私はその翌日1月16日にはすぐに病院長として患者さんに武漢から帰国された場合には申告していただいて対応することなどの自筆のポスターを院内10数箇所に掲げ、17日には臨時感染対策会議を開き、「いずれ埼玉春日部の空中にも新型コロナが浮かんでいる状態になる」ことを想定した対応を職員に促した。それまで毎朝開いていた看護部長、事務長、事務次長との執行部会議では新型コロナの対応策を検討し、日々刻々かわる状況の変化に対応した。1月27日、2月2日には職員全員を大会議室に集めて現状と対応、心構えについて呼びかけた。1月30日には東都春日部病院で初めての疑い患者に対し、救急隔離導線の確認とCT、ガウンテクニックを用いた感染対策対応を実際に施行する機会を得た。

初動としては十分な対応だったと思う。病院長としては危機に対する敏感なアンテナをもち、それを職員に素早く伝えて情報を共有し、対策を日々更新していくことが重要である。同じような内容でも繰り返し繰り返し、職員に常に語りかけていくことが重要である。「職員を守ること」を念頭に置いて語り続けることは言うまでもない。
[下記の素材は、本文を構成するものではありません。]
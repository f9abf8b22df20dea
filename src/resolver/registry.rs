//! Registry of directories marked for automatic duplicate deletion.

use std::collections::HashSet;
use std::path::{Path, PathBuf};

/// Process-lifetime set of auto-action directories.
///
/// Once the operator marks a directory (the `f<n>` menu command), every
/// duplicate found there for the rest of the run is deleted automatically,
/// subject to the engine's survival cap. The set only grows: there is no
/// unmark operation, and nothing is persisted across runs.
#[derive(Debug, Default)]
pub struct AutoActionRegistry {
    dirs: HashSet<PathBuf>,
}

impl AutoActionRegistry {
    /// Create an empty registry.
    #[must_use]
    pub fn new() -> Self {
        Self::default()
    }

    /// Mark `dir` for automatic deletion of future duplicates.
    pub fn mark(&mut self, dir: &Path) {
        if self.dirs.insert(dir.to_path_buf()) {
            log::debug!("Marked {} for automatic deletion", dir.display());
        }
    }

    /// Whether `dir` has been marked.
    #[must_use]
    pub fn is_marked(&self, dir: &Path) -> bool {
        self.dirs.contains(dir)
    }

    /// Number of marked directories.
    #[must_use]
    pub fn len(&self) -> usize {
        self.dirs.len()
    }

    /// Check if no directory has been marked yet.
    #[must_use]
    pub fn is_empty(&self) -> bool {
        self.dirs.is_empty()
    }
}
その後のダイヤモンドプリンセス号(2月初旬)、「新型コロナ、新たな段階へ」(2月15日)、3月2日からの全国小中高休校など事態は深刻化している。上に立つものが自分の言葉で常に語りかけることは、その組織を率いていくリーダーとして非常に重要なことである。

上記は、木村理:医師の原点(「臨床と研究」大道学館発行、2020年4月号)に発表された論文の一部(一部改変)である。当院はすでに本年1月からコロナ対策を万全に行っていることの証である。職員には当院に誇りを持つように常日頃指導している。